In July, 2013 Governor Rick Perry signed into law a bill, HB 2, regulating abortion in Texas. What the bill did was bring the freewheeling abortion industry under the same type of regulation as other similar medical facilities. While useful in itself, it also exposed the utterly fraudulent nature of anyone who uses “women’s health” as an excuse to support abortion. Because abortion is big money and abortion centers, contrary to what Planned Parenthood claims, don’t exist to provide “cancer screenings” and “counseling” they predictably went crazy.
The Planned Parenthood challenge to the law landed in the court of a tame, agenda driven septuagenarian federal judge who granted an injunction… which survived for five days. From my post at the time:
People can disagree about whether the outcome of the ruling is just, but it is difficult to read the judge’s ruling and come away believing it is anything other than a crime against logic.

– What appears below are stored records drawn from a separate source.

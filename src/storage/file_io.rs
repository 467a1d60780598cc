//! File I/O utilities with atomic writes
//!
//! Every store file is written to a sibling temp file, synced, then renamed
//! over the original so a crash never leaves a half-written file behind.

use std::fs::{self, File};
use std::io::{BufReader, BufWriter, Write};
use std::path::Path;

use serde::{de::DeserializeOwned, Serialize};
use tracing::debug;

use crate::error::SpendwiseError;

/// Read JSON from a file, returning a default value if the file doesn't exist
pub fn read_json<T, P>(path: P) -> Result<T, SpendwiseError>
where
    T: DeserializeOwned + Default,
    P: AsRef<Path>,
{
    let path = path.as_ref();

    if !path.exists() {
        debug!(path = %path.display(), "store file missing, using empty collection");
        return Ok(T::default());
    }

    let file = File::open(path).map_err(|e| {
        SpendwiseError::Storage(format!("Failed to open {}: {}", path.display(), e))
    })?;

    serde_json::from_reader(BufReader::new(file)).map_err(|e| {
        SpendwiseError::Storage(format!("Failed to parse {}: {}", path.display(), e))
    })
}

/// Write JSON to a file atomically
pub fn write_json_atomic<T, P>(path: P, data: &T) -> Result<(), SpendwiseError>
where
    T: Serialize,
    P: AsRef<Path>,
{
    write_atomic(path.as_ref(), |writer| {
        serde_json::to_writer_pretty(writer, data)
            .map_err(|e| SpendwiseError::Storage(format!("Failed to serialize data: {}", e)))
    })
}

/// Write raw bytes to a file atomically
pub fn write_bytes_atomic<P: AsRef<Path>>(path: P, bytes: &[u8]) -> Result<(), SpendwiseError> {
    write_atomic(path.as_ref(), |writer| {
        writer
            .write_all(bytes)
            .map_err(|e| SpendwiseError::Storage(format!("Failed to write data: {}", e)))
    })
}

fn write_atomic<F>(path: &Path, fill: F) -> Result<(), SpendwiseError>
where
    F: FnOnce(&mut BufWriter<File>) -> Result<(), SpendwiseError>,
{
    if let Some(parent) = path.parent() {
        fs::create_dir_all(parent).map_err(|e| {
            SpendwiseError::Storage(format!(
                "Failed to create directory {}: {}",
                parent.display(),
                e
            ))
        })?;
    }

    // Same directory as the target, so the rename stays on one filesystem
    let mut temp_name = path.as_os_str().to_os_string();
    temp_name.push(".tmp");
    let temp_path = std::path::PathBuf::from(temp_name);

    let result = (|| {
        let file = File::create(&temp_path)
            .map_err(|e| SpendwiseError::Storage(format!("Failed to create temp file: {}", e)))?;
        let mut writer = BufWriter::new(file);
        fill(&mut writer)?;
        writer
            .flush()
            .map_err(|e| SpendwiseError::Storage(format!("Failed to flush data: {}", e)))?;
        writer
            .get_ref()
            .sync_all()
            .map_err(|e| SpendwiseError::Storage(format!("Failed to sync data: {}", e)))?;
        fs::rename(&temp_path, path)
            .map_err(|e| SpendwiseError::Storage(format!("Failed to rename temp file: {}", e)))
    })();

    if result.is_err() {
        let _ = fs::remove_file(&temp_path);
    } else {
        debug!(path = %path.display(), "wrote store file");
    }
    result
}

Texas immediately appealed and, on October 31, in what may very well be the shortest injunction in the history of abortion litigation a panel of the Fifth Circuit vacated the injunction and allowed Texas to enforce its law.

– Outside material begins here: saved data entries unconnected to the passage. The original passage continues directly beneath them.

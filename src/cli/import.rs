//! CLI command handler for CSV import
//!
//! Handles importing transactions from CSV files with automatic
//! column mapping detection and duplicate checking.

use std::path::PathBuf;

use clap::Args;

use crate::config::Settings;
use crate::display::import::{format_import_preview, format_import_result};
use crate::error::{SpendwiseError, SpendwiseResult};
use crate::import::{detect_columns, read_csv};
use crate::services::{AccountService, CategorizationService, ImportOptions, ImportService};
use crate::storage::Storage;

/// Arguments of the import command
#[derive(Args)]
pub struct ImportArgs {
    /// Path to the CSV file
    pub file: PathBuf,
    /// Account the transactions belong to
    #[arg(short, long)]
    pub account: Option<String>,
    /// Currency for files without a currency column
    #[arg(short, long)]
    pub currency: Option<String>,
    /// Date format tried first (chrono syntax, e.g. "%d/%m/%Y")
    #[arg(long)]
    pub date_format: Option<String>,
    /// Flip amount signs (card exports listing purchases as positive)
    #[arg(long)]
    pub invert: bool,
    /// Skip rows identical to an earlier row of the same file
    #[arg(long)]
    pub skip_repeats: bool,
    /// Show what would be imported without saving anything
    #[arg(long)]
    pub dry_run: bool,
    /// Leave imported transactions uncategorized
    #[arg(long)]
    pub no_categorize: bool,
}

/// Handle the import command
pub fn handle_import_command(
    storage: &Storage,
    settings: &Settings,
    args: ImportArgs,
) -> SpendwiseResult<()> {
    let account = args
        .account
        .as_deref()
        .map(|a| AccountService::new(storage).require(a))
        .transpose()?;

    let content = std::fs::read_to_string(&args.file).map_err(|e| {
        SpendwiseError::Import(format!("Failed to read {}: {}", args.file.display(), e))
    })?;

    let currency = args
        .currency
        .clone()
        .or_else(|| account.as_ref().map(|a| a.currency.clone()))
        .unwrap_or_else(|| settings.base_currency.clone());
    let mut options = ImportOptions::new(currency).with_skip_repeats(args.skip_repeats);
    if let Some(account) = &account {
        options = options.with_account(account.id);
    }
    if args.date_format.is_some() || args.invert {
        let mut mapping =
            detect_columns(&read_csv(&content)?.headers).with_inverted_amounts(args.invert);
        if let Some(format) = &args.date_format {
            mapping = mapping.with_date_format(format.clone());
        }
        options = options.with_mapping(mapping);
    }

    let mut service = ImportService::new(storage);
    if !args.no_categorize {
        let categorizer =
            CategorizationService::new(storage, &settings.categorization).categorizer()?;
        service = service.with_categorizer(categorizer);
    }

    let preview = service.preview(&content, &options)?;
    if preview.entries.is_empty() {
        println!("No transactions found in {}.", args.file.display());
        return Ok(());
    }

    if args.dry_run {
        print!("{}", format_import_preview(&preview));
        return Ok(());
    }

    let result = service.import(&preview, &options)?;
    println!("{}", format_import_result(&result));
    Ok(())
}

Planned Parenthood appealed to the Supreme Court and had its ass handed to them there.
The latest challenge was directed at the part of the law that requires abortion centers to meet the same licensing requirements as ambulatory surgical centers, because a dead woman is a small price to pay to keep the abortion industry in business. It went back to Yeakel’s court room and, sure as clockwork, he ruled in favor of the party he likes. He even went so far as to overturn part of the previous ruling by the 5th Circuit that had been affirmed by the Supreme Court.
Today a panel of the 5th Circuit reversed Yeakel and allowed the law to take effect:
The decision by a three-judge panel of the United States Court of Appeals for the Fifth Circuit, in New Orleans, will have a far-reaching effect on abortion services in Texas, lawyers for abortion providers said. The ruling gave Texas permission to require all abortion clinics in the state to meet the same building, equipment and staffing standards as hospital-style surgical centers, standards that abortion providers said were unnecessary and costly, but that the state argued improved patient safety.
Thirteen clinics whose facilities do not meet the new standards were to be closed overnight, leaving Texas — a state with 5.4 million women of reproductive age, ranking second in the country — with eight abortion providers, all in Houston, Austin and two other metropolitan regions. No abortion facilities will be open west or south of San Antonio.
This decision was a winner for everyone but Planned Parenthood, the pro-abort movement, the quack doctors who perform abortions, and the addled Judge Yeakel.
Texas’s sovereign authority to regulate businesses and the medical profession has been upheld. The authority of the Texas Legislature has been affirmed. Tens of thousands of babies will survive. Hundreds or thousands of women will not be maimed, killed, or suffer future medical problems because they had an abortion in facilities with less regulatory oversight than your typical fast food restaurant.
Tactically, this validates how to successfully challenge the practice of abortion by legislation in an environment where Roe v. Wade is precedent and the federal judiciary is staffed with partisan activists like Judge Yeakel who think they are emperors.